La nouvelle Initiative Mondiale de l’Organisation Mondiale de la Santé a un objectif ambitieux : éradiquer le trachome cécitant d’ici 2020. L’Alliance Mondiale pour l’Élimination du trachome (GET) 2020 repose sur une stratégie à quatre volets, destinée à réduire le trachome actif grâce à une distribution d’antibiotiques au niveau communautaire, à une éducation sanitaire sur l’hygiène du visage et à l’assainissement de l’environnement. Elle vise également à réduire la perte de la vision due au trichiasis, en fournissant les services chirurgicaux adéquats. La stratégie CHANCE – Chirurgie, Antibiothérapie, Nettoyage du visage et Changement de l’Environnement (qui correspond à l’anglais SAFE : Surgery, Antibiotics, Facial Cleanliness and Environmental Hygiene) – est actuellement mise en place ou prévue dans plusieurs pays, dont dix où le traitement antibiotique sera basé sur l’administration d’azithromycine, partie d’un programme de donation de Pfizer, Inc., par le biais de l’Initiative Internationale de la Lutte contre le Trachome.

L’azithromycine représente une innovation dans le traitement antibiotique communautaire de l’infection oculaire par Chlamydia Trachomatis. Le trachome est une maladie communautaire, qui se concentre dans les quartiers et les familles, touchant prioritairement les enfants.2 Dans ces conditions, le traitement de quelques cas ne prévient pas une réinfection de source familiale ou de voisinage, à moins que le traitement ne soit plus étendu. De plus, la réinfection à partir de sites extra-oculaires est possible si seul un traitement topique a été pratiqué,2 et une réinfection provenant d’autres personnes peut survenir si le traitement des autres membres de la communauté n’est pas réalisé dans le même temps. Des agents topiques comme la tétracycline ont par le passé été des agents de choix à cause de l’absence d’effets secondaires systémiques chez les enfants (contrairement à la tétracycline par voie orale), ou à cause du prix élevé ou du manque de disponibilité d’érythromycine orale dans nombre de ces communautés éloignées.

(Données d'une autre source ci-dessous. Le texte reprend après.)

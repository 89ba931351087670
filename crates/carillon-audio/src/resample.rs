//! Sample-rate conversion using rubato.

#![allow(clippy::unwrap_used)] // Tests use unwrap for brevity

use carillon_core::{Error, Result, CHANNELS};
use rubato::{FftFixedIn, Resampler as RubatoResampler};
use tracing::debug;

use crate::buffer::StagingBuffer;

/// Input frames per resampler chunk.
const CHUNK_FRAMES: usize = 1024;

/// Streaming stereo resampler from a sound's rate to the device rate.
///
/// Output is aligned with input: the filter's leading delay is dropped, and
/// [`flush`](Self::flush) runs silence through until the last real frame is
/// out.
pub struct Resampler {
    #[allow(clippy::struct_field_names)]
    resampler: FftFixedIn<f32>,
    input_rate: u32,
    ratio: f64,
    /// Leading output frames still to drop.
    delay_left: usize,
    /// Real input frames converted so far.
    frames_in: u64,
    /// Output frames handed out so far.
    frames_out: u64,
    /// Deinterleaved input chunk.
    input_buffer: Vec<Vec<f32>>,
    /// Deinterleaved output chunk.
    output_buffer: Vec<Vec<f32>>,
}

impl Resampler {
    /// Create a resampler. Returns `None` when the rates match.
    pub fn new(input_rate: u32, output_rate: u32) -> Result<Option<Self>> {
        if input_rate == output_rate {
            return Ok(None);
        }

        let resampler = FftFixedIn::new(
            input_rate as usize,
            output_rate as usize,
            CHUNK_FRAMES,
            2,
            CHANNELS,
        )
        .map_err(|e| Error::Resample(format!("failed to create resampler: {e}")))?;

        let delay = resampler.output_delay();
        debug!("Resampler created: {input_rate}Hz -> {output_rate}Hz, delay {delay} frames");

        let input_buffer = resampler.input_buffer_allocate(true);
        let output_buffer = resampler.output_buffer_allocate(true);
        Ok(Some(Self {
            resampler,
            input_rate,
            ratio: f64::from(output_rate) / f64::from(input_rate),
            delay_left: delay,
            frames_in: 0,
            frames_out: 0,
            input_buffer,
            output_buffer,
        }))
    }

    pub const fn input_rate(&self) -> u32 {
        self.input_rate
    }

    /// Output frames per input frame, computed once.
    pub const fn ratio(&self) -> f64 {
        self.ratio
    }

    /// Largest number of interleaved samples a single chunk can produce.
    pub fn max_output_samples(&self) -> usize {
        self.resampler.output_frames_max() * CHANNELS
    }

    /// Convert as many whole chunks of `input` as fit into `out`. Returns the
    /// number of input samples consumed.
    pub fn process(&mut self, input: &[i16], out: &mut StagingBuffer) -> Result<usize> {
        let mut consumed = 0;
        loop {
            let frames = self.resampler.input_frames_next();
            let samples = frames * CHANNELS;
            if input.len() - consumed < samples || out.free() < self.max_output_samples() {
                return Ok(consumed);
            }
            self.run_chunk(&input[consumed..consumed + samples], None, out)?;
            self.frames_in += frames as u64;
            consumed += samples;
        }
    }

    /// Convert the final partial chunk and drain the filter. Total output
    /// ends up at the rounded input length times the ratio.
    pub fn flush(&mut self, input: &[i16], out: &mut StagingBuffer) -> Result<()> {
        self.frames_in += (input.len() / CHANNELS) as u64;
        #[allow(
            clippy::cast_possible_truncation,
            clippy::cast_sign_loss,
            clippy::cast_precision_loss
        )]
        let target = (self.frames_in as f64 * self.ratio).round() as u64;

        let mut chunk = input;
        while self.frames_out < target {
            out.ensure_capacity(out.len() + self.max_output_samples());
            let before = self.frames_out;
            self.run_chunk(chunk, Some(target - self.frames_out), out)?;
            chunk = &[];
            if self.frames_out == before && self.delay_left == 0 {
                break;
            }
        }
        Ok(())
    }

    /// Resample one zero-padded chunk, dropping delay frames and emitting at
    /// most `limit` frames.
    fn run_chunk(&mut self, input: &[i16], limit: Option<u64>, out: &mut StagingBuffer) -> Result<()> {
        let frames = self.resampler.input_frames_next();
        for channel in &mut self.input_buffer {
            channel.clear();
            channel.resize(frames, 0.0);
        }
        for (frame, samples) in input.chunks_exact(CHANNELS).take(frames).enumerate() {
            for (channel, &sample) in self.input_buffer.iter_mut().zip(samples) {
                channel[frame] = f32::from(sample) / 32768.0;
            }
        }

        let (_, written) = self
            .resampler
            .process_into_buffer(&self.input_buffer, &mut self.output_buffer, None)
            .map_err(|e| Error::Resample(format!("resample failed: {e}")))?;

        let skip = self.delay_left.min(written);
        self.delay_left -= skip;
        let mut end = written;
        if let Some(limit) = limit {
            end = end.min(skip + usize::try_from(limit).unwrap_or(usize::MAX));
        }

        let spare = out.spare_mut();
        let mut produced = 0;
        for frame in skip..end {
            if produced + CHANNELS > spare.len() {
                break;
            }
            for channel in &self.output_buffer {
                spare[produced] = to_i16(channel[frame]);
                produced += 1;
            }
        }
        out.commit(produced);
        self.frames_out += (produced / CHANNELS) as u64;
        Ok(())
    }
}

#[allow(clippy::cast_possible_truncation)]
fn to_i16(sample: f32) -> i16 {
    (sample * 32768.0).round().clamp(-32768.0, 32767.0) as i16
}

Cependant, pour être efficace, la tétracycline topique doit être utilisée quotidiennement pendant quatre à six semaines. Elle pique, est difficile à utiliser et sa base huileuse gêne la vision. L’observance du traitement (utilisation régulière d’un médicament prescrit) utilisant des agents topiques est généralement assez faible.

Azithromycine

En revanche, il a été démontré qu’une dose unique d’azithromycine administrée par voie orale est efficace contre le C. trachomatis.3,4 L’azithromycine fait partie des antibiotiques azalides, mais les modifications chimiques qui lui ont été apportées la rende plus stable en acides que l’érythromycine, dont elle est dérivée. Ses propriétés pharmacocinétiques uniques la rendent idéale pour le traitement du trachome, bonne biodisponibilité par voie orale et bonne distribution tissulaire, niveaux de concentration tissulaire élevés de manière prolongée avec faible fixation aux protéines, enfin, concentration intracellulaire élevée, importante dans le traitement du Chlamydia Trachomatis.5 Les échantillons de sérum, aqueux et lacrymaux collectés quatre jours après l’administration d’azithromycine ont montré des concentrations pharmacologiques actives et les spécimens conjonctivaux ont maintenu leurs niveaux élevés de concentration 14 jours après l’administration.6 La sûreté d’utilisation d’un schéma posologique en trois doses (une fois par semaine pendant trois semaines) ou en monodose, a été démontrée lors d’essais cliniques. 3,4,7 Les effets secondaires possibles sont de légers troubles gastro-intestinaux, survenant de façon occasionnelle, ainsi qu’une possibilité de nausées, vomissements et diarrhées. Cependant, peu d’effets secondaires ont été rapportés lors des grands essais cliniques réalisés ces dernières années. Les rapports réalisés après l’utilisation massive d’azithromycine dans les régions touchées de manière endémique par le trachome ont montré une excellente tolérance et aucun effet indésirable.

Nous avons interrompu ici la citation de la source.